▸ **What to produce**
Please repeat the records below exactly, from the first line through the line containing "let mut mines = vec![ranges[0].0; n];", and nothing more.

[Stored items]
//! The two g(r) comparison figures.

use crate::plot::{Color, Figure, LegendPosition, LineStyle, Marker, Series};
use crate::report::printf::fmt_f;

use super::data::McData;
use super::gil_villegas::g_gil_villegas;
use super::smoothing::avg_points;

/// Vertical window `(min, max)` of each stacked panel, per filling fraction.
pub const PANEL_RANGES: [(f64, f64); 9] = [
    (0.9, 1.2),
    (0.9, 1.4),
    (0.9, 1.7),
    (0.8, 1.8),
    (0.8, 2.3),
    (0.75, 2.5),
    (0.75, 3.2),
    (0.6, 4.0),
    (0.6, 5.0),
];

/// Gil-Villegas is shown as fitted below this radius, dotted up to `GIL_RMAX`.
pub const GIL_RCUTOFF: f64 = 3.6;
pub const GIL_RMAX: f64 = 4.0;
/// Path spacing of the averaged Monte Carlo markers.
pub const DPATH: f64 = 0.2;
const X_LIMITS: (f64, f64) = (1.8, 5.5);

/// Placement of the stacked panels, indexed by filling-fraction position.
#[derive(Debug, Clone, PartialEq)]
pub struct PanelLayout {
    /// Filling fractions that get a panel.
    pub indexes: Vec<usize>,
    /// Offset added to a panel's g values.
    pub zeros: Vec<f64>,
    pub maxes: Vec<f64>,
    pub mines: Vec<f64>,
}

impl PanelLayout {
    /// Stack `ranges` bottom-up, one per filling fraction.
    ///
    /// With `skip_every_other`, only odd positions get panels and the even
    /// ranges collapse to nothing. Returns `None` when `ranges` and the
    /// filling-fraction count disagree.
    pub fn new(ranges: &[(f64, f64)], n_etas: usize, skip_every_other: bool) -> Option<Self> {
        if ranges.len() != n_etas || ranges.is_empty() {
            return None;
        }
        let mut ranges = ranges.to_vec();
        let indexes: Vec<usize> = if skip_every_other {
            for r in ranges.iter_mut().step_by(2) {
                *r = (0.0, 0.0);
            }
            (1..n_etas).step_by(2).collect()
        } else {
            (0..n_etas).collect()
        };

        let n = ranges.len();
        let mut zeros = vec![-ranges[0].0; n];
        let mut maxes = vec![ranges[0].1; n];
        let mut mines = vec![ranges[0].0; n];
        for i in 1..n {
            mines[i] = ranges[i].0;
            maxes[i] = ranges[i].1;
            zeros[i] = zeros[i - 1] + maxes[i - 1] - ranges[i].0;
        }
        zeros.reverse();
        maxes.reverse();
        mines.reverse();

        Some(Self {
            indexes,
            zeros,
            maxes,
            mines,
        })
    }

    /// Full y extent of the stack.
    pub fn y_range(&self) -> (f64, f64) {
        let last = self.zeros.len() - 1;
        (self.zeros[last] + self.mines[last], self.zeros[0] + self.maxes[0])
    }

    /// Tick positions and `%.1f` labels for panel `i`.
    pub fn ticks(&self, i: usize) -> Vec<(f64, String)> {
        let dg = if self.maxes[i] > 2.0 { 0.5 } else { 0.2 };
        let stop = self.maxes[i] - 0.001;
        let count = if stop > 0.0 { (stop / dg).ceil() as usize } else { 0 };
        (0..count)
            .map(|k| k as f64 * dg)
            .filter(|gg| *gg > self.mines[i] + 0.001)
            .map(|gg| (self.zeros[i] + gg, fmt_f(gg, 1)))
            .collect()
    }
}

fn curve(r: &[f64], g: &[f64], keep: impl Fn(f64) -> bool, offset: f64) -> Vec<(f64, f64)> {
    r.iter()
        .zip(g)
        .filter(|(r, _)| keep(**r))
        .map(|(&r, &g)| (r, g + offset))
        .collect()
}

fn gil_curve(set: &McData, sigma: f64) -> Vec<f64> {
    set.r.iter().map(|&r| g_gil_villegas(set.eta, r, sigma)).collect()
}

/// Every Monte Carlo g(r), plus fitted (dashed) and Gil-Villegas (dotted)
/// curves for the panelled filling fractions.
pub fn overview_figure(data: &[McData], fitted: &[Vec<f64>], panels: &[usize], sigma: f64) -> Figure {
    let mut fig = Figure::new("r", "g(r)");
    fig.size = (500, 400);
    fig.legend = Some(LegendPosition::UpperRight);
    fig.vline(sigma, Color::Black, LineStyle::Dotted);
    fig.hline(1.0, Color::Black, LineStyle::Dotted);

    for set in data {
        let color = Color::cycle(set.index);
        fig.push(
            Series::line(curve(&set.r, &set.g, |_| true, 0.0), color)
                .with_label(format!("η = {}", fmt_f(set.eta, 2))),
        );
    }
    for (set, fit) in data.iter().zip(fitted) {
        if !panels.contains(&set.index) {
            continue;
        }
        let color = Color::cycle(set.index);
        fig.push(Series::line(curve(&set.r, fit, |_| true, 0.0), color).with_line(LineStyle::Dashed));
        let gil = gil_curve(set, sigma);
        fig.push(
            Series::line(curve(&set.r, &gil, |r| r < GIL_RCUTOFF, 0.0), color).with_line(LineStyle::Dotted),
        );
    }
    fig
}

/// Stacked panels: one filling fraction each, offset vertically.
pub fn stacked_figure(
    data: &[McData],
    fitted: &[Vec<f64>],
    layout: &PanelLayout,
    r_cut: f64,
    sigma: f64,
) -> Figure {
    let mut fig = Figure::new("r/R", "g(r)");
    fig.size = (480, 640);
    fig.legend = Some(LegendPosition::UpperRight);
    fig.x_range = Some(X_LIMITS);
    fig.y_range = Some(layout.y_range());
    fig.vline(2.0, Color::Black, LineStyle::Dotted);

    let mut ticks = Vec::new();
    let mut labelled = false;
    for (set, fit) in data.iter().zip(fitted) {
        let i = set.index;
        if !layout.indexes.contains(&i) || i >= layout.zeros.len() {
            continue;
        }
        let offset = layout.zeros[i];
        fig.hline(offset + layout.maxes[i], Color::Black, LineStyle::Solid);
        fig.hline(offset + 1.0, Color::Black, LineStyle::Dotted);

        let label = |s: Series, text: &str| if labelled { s } else { s.with_label(text) };

        fig.push(label(
            Series::line(curve(&set.r, fit, |r| r < r_cut, offset), Color::Blue),
            "this work",
        ));
        fig.push(
            Series::line(curve(&set.r, fit, |r| r < 1.1 * r_cut, offset), Color::Blue)
                .with_line(LineStyle::Dotted),
        );

        let gil = gil_curve(set, sigma);
        fig.push(label(
            Series::line(curve(&set.r, &gil, |r| r < GIL_RCUTOFF, offset), Color::Magenta)
                .with_line(LineStyle::Dashed),
            "fit by Gil-Villegas",
        ));
        fig.push(
            Series::line(
                curve(&set.r, &gil, |r| r > GIL_RCUTOFF && r < GIL_RMAX, offset),
                Color::Magenta,
            )
            .with_line(LineStyle::Dotted),
        );

        let (r_avg, g_avg) = avg_points(&set.r, &set.g, DPATH);
        fig.push(label(
            Series::scatter(curve(&r_avg, &g_avg, |_| true, offset), Color::Black, Marker::Dot),
            "Monte Carlo",
        ));
        labelled = true;

        ticks.extend(layout.ticks(i));

        let frac = 1.0 / 3.0 + 0.03 * i as f64 - 0.1;
        fig.annotate(
            format!("η = {}", fmt_f(set.eta, 1)),
            (1.0 - frac) * X_LIMITS.0 + frac * X_LIMITS.1,
            offset + layout.maxes[i] - 0.14,
        );
    }
    fig.y_ticks = Some(ticks);
    fig
}
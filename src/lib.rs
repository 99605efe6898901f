//! `sphere-mc` library crate.
//!
//! The binary (`smc`) is a thin wrapper around this library so that:
//!
//! - core logic is testable without spawning processes
//! - the launch, sweep and fit tools share parsing, formatting and plotting
//! - code stays easy to navigate as the project grows

pub mod app;
pub mod cli;
pub mod density;
pub mod error;
pub mod ghs;
pub mod io;
pub mod launch;
pub mod logging;
pub mod math;
pub mod plot;
pub mod report;
pub mod settings;
pub mod sweep;
pub mod symbolic;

▸ **Response to the task**
//! The two g(r) comparison figures.

use crate::plot::{Color, Figure, LegendPosition, LineStyle, Marker, Series};
use crate::report::printf::fmt_f;

use super::data::McData;
use super::gil_villegas::g_gil_villegas;
use super::smoothing::avg_points;

/// Vertical window `(min, max)` of each stacked panel, per filling fraction.
pub const PANEL_RANGES: [(f64, f64); 9] = [
    (0.9, 1.2),
    (0.9, 1.4),
    (0.9, 1.7),
    (0.8, 1.8),
    (0.8, 2.3),
    (0.75, 2.5),
    (0.75, 3.2),
    (0.6, 4.0),
    (0.6, 5.0),
];

/// Gil-Villegas is shown as fitted below this radius, dotted up to `GIL_RMAX`.
pub const GIL_RCUTOFF: f64 = 3.6;
pub const GIL_RMAX: f64 = 4.0;
/// Path spacing of the averaged Monte Carlo markers.
pub const DPATH: f64 = 0.2;
const X_LIMITS: (f64, f64) = (1.8, 5.5);

/// Placement of the stacked panels, indexed by filling-fraction position.
#[derive(Debug, Clone, PartialEq)]
pub struct PanelLayout {
    /// Filling fractions that get a panel.
    pub indexes: Vec<usize>,
    /// Offset added to a panel's g values.
    pub zeros: Vec<f64>,
    pub maxes: Vec<f64>,
    pub mines: Vec<f64>,
}

impl PanelLayout {
    /// Stack `ranges` bottom-up, one per filling fraction.
    ///
    /// With `skip_every_other`, only odd positions get panels and the even
    /// ranges collapse to nothing. Returns `None` when `ranges` and the
    /// filling-fraction count disagree.
    pub fn new(ranges: &[(f64, f64)], n_etas: usize, skip_every_other: bool) -> Option<Self> {
        if ranges.len() != n_etas || ranges.is_empty() {
            return None;
        }
        let mut ranges = ranges.to_vec();
        let indexes: Vec<usize> = if skip_every_other {
            for r in ranges.iter_mut().step_by(2) {
                *r = (0.0, 0.0);
            }
            (1..n_etas).step_by(2).collect()
        } else {
            (0..n_etas).collect()
        };

        let n = ranges.len();
        let mut zeros = vec![-ranges[0].0; n];
        let mut maxes = vec![ranges[0].1; n];
        let mut mines = vec![ranges[0].0; n];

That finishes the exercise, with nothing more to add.